:: Input for this task

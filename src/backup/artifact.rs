//! A single stored backup archive
//!
//! Existence and size are looked up lazily and cached. Once a backup has been
//! deleted it reports `exists() == false` and a size of zero without asking
//! the disk again.

use std::cell::Cell;
use std::fmt;
use std::sync::Arc;

use chrono::{DateTime, Utc};
use tracing::info;

use super::filename::parse_filename_date;
use crate::error::StewardResult;
use crate::storage::Disk;

/// One backup archive on a disk
pub struct Backup {
    disk: Arc<dyn Disk>,
    path: String,
    date: DateTime<Utc>,
    exists: Cell<Option<bool>>,
    size: Cell<Option<u64>>,
}

impl Backup {
    /// Create a backup with a known date
    pub fn new(disk: Arc<dyn Disk>, path: impl Into<String>, date: DateTime<Utc>) -> Self {
        Self {
            disk,
            path: path.into(),
            date,
            exists: Cell::new(None),
            size: Cell::new(None),
        }
    }

    /// Create a backup found on a disk
    ///
    /// The date comes from the filename; when the name carries no timestamp
    /// the disk's modification time is used instead.
    pub fn discover(disk: Arc<dyn Disk>, path: impl Into<String>) -> StewardResult<Self> {
        let path = path.into();
        let date = match parse_filename_date(&path) {
            Some(date) => date,
            None => disk.last_modified(&path)?,
        };
        Ok(Self::new(disk, path, date))
    }

    /// Path on the disk
    pub fn path(&self) -> &str {
        &self.path
    }

    /// When the backup was taken
    pub fn date(&self) -> DateTime<Utc> {
        self.date
    }

    /// Whether the archive is still on the disk
    pub fn exists(&self) -> StewardResult<bool> {
        if let Some(exists) = self.exists.get() {
            return Ok(exists);
        }
        let exists = self.disk.exists(&self.path)?;
        self.exists.set(Some(exists));
        Ok(exists)
    }

    /// Size in bytes; zero once the backup is gone
    pub fn size_in_bytes(&self) -> StewardResult<u64> {
        if !self.exists()? {
            return Ok(0);
        }
        if let Some(size) = self.size.get() {
            return Ok(size);
        }
        let size = self.disk.size(&self.path)?;
        self.size.set(Some(size));
        Ok(size)
    }

    /// Remove the archive from the disk
    pub fn delete(&self) -> StewardResult<()> {
        if self.exists.get() == Some(false) {
            return Ok(());
        }
        self.disk.delete(&self.path)?;
        self.exists.set(Some(false));
        self.size.set(None);
        info!(path = %self.path, "Deleted backup");
        Ok(())
    }
}

impl fmt::Debug for Backup {
    fn fmt(&self, f: &mut fmt::Formatter<'_>) -> fmt::Result {
        f.debug_struct("Backup")
            .field("path", &self.path)
            .field("date", &self.date)
            .field("exists", &self.exists.get())
            .finish()
    }
}
//! Backup data model
//!
//! # Architecture
//!
//! - `Backup`: one archive on a disk, with lazily resolved existence and size
//! - `BackupCollection`: the backups of one destination, newest first
//! - `BackupDestination`: a named backup set on one disk, caching its backups
//! - `BackupDestinationCollection`: every destination of the configured backup
//!
//! # Naming
//!
//! Archives are named `<prefix>YYYYMMDD-HHMMSS.zip` and stored under the
//! sanitized backup name on every destination disk:
//!
//! ```text
//! <disk root>/my-app/20251127-143022.zip
//! ```

mod artifact;
mod collection;
mod destination;
mod destinations;
mod filename;

pub use artifact::Backup;
pub use collection::{is_archive, sort_newest_first, total_size, BackupCollection};
pub use destination::{sanitize_backup_name, BackupDestination};
pub use destinations::BackupDestinationCollection;
pub use filename::{archive_filename, basename, has_archive_extension, parse_filename_date};
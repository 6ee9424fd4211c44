//! `monitor` and `list` commands

use chrono::Utc;

use crate::actions::{MonitorAction, MonitorPassable};
use crate::config::MonitorSettings;
use crate::display::{format_failures, format_status_table};
use crate::error::{StewardError, StewardResult};
use crate::health::{statuses_for_monitor_config, StatusSummary};
use crate::pipeline::Action;

use super::Runtime;

/// Run the health checks; unhealthy destinations make the command fail
pub fn handle_monitor_command(runtime: &Runtime) -> StewardResult<()> {
    let action = MonitorAction::new(runtime.settings.monitor_backups.clone(), runtime.registry());
    let events = runtime.dispatcher();
    let mut passable = MonitorPassable::new();

    action.execute(&mut passable, &events)?;

    let all: Vec<StatusSummary> = passable
        .healthy
        .iter()
        .chain(passable.unhealthy.iter())
        .cloned()
        .collect();
    println!("{}", format_status_table(&all, Utc::now()));

    if passable.is_healthy() {
        println!("All backup destinations are healthy.");
        return Ok(());
    }

    println!();
    for line in format_failures(&passable.unhealthy) {
        println!("  {}", line);
    }
    Err(StewardError::Unhealthy {
        count: passable.unhealthy.len(),
    })
}

/// Show every destination with its backups, without recording events
pub fn handle_list_command(runtime: &Runtime) -> StewardResult<()> {
    let monitors = listed_destinations(runtime);
    let mut statuses = statuses_for_monitor_config(&monitors, &runtime.registry(), None);
    let summaries: Vec<StatusSummary> = statuses.iter_mut().map(|s| s.summary()).collect();

    println!("{}", format_status_table(&summaries, Utc::now()));
    Ok(())
}

// Without monitor entries the backup's own destinations are listed.
fn listed_destinations(runtime: &Runtime) -> Vec<MonitorSettings> {
    if !runtime.settings.monitor_backups.is_empty() {
        return runtime.settings.monitor_backups.clone();
    }

    let backup = &runtime.settings.backup;
    vec![MonitorSettings {
        name: backup.name.clone(),
        disks: backup.destination.disks.clone(),
        health_checks: Vec::new(),
    }]
}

::::

- _The problem_:
For every line in the data above that holds "BackupDestinationCollection", return the line itself.

- _Task output_:
//! - `BackupDestinationCollection`: every destination of the configured backup
pub use destinations::BackupDestinationCollection;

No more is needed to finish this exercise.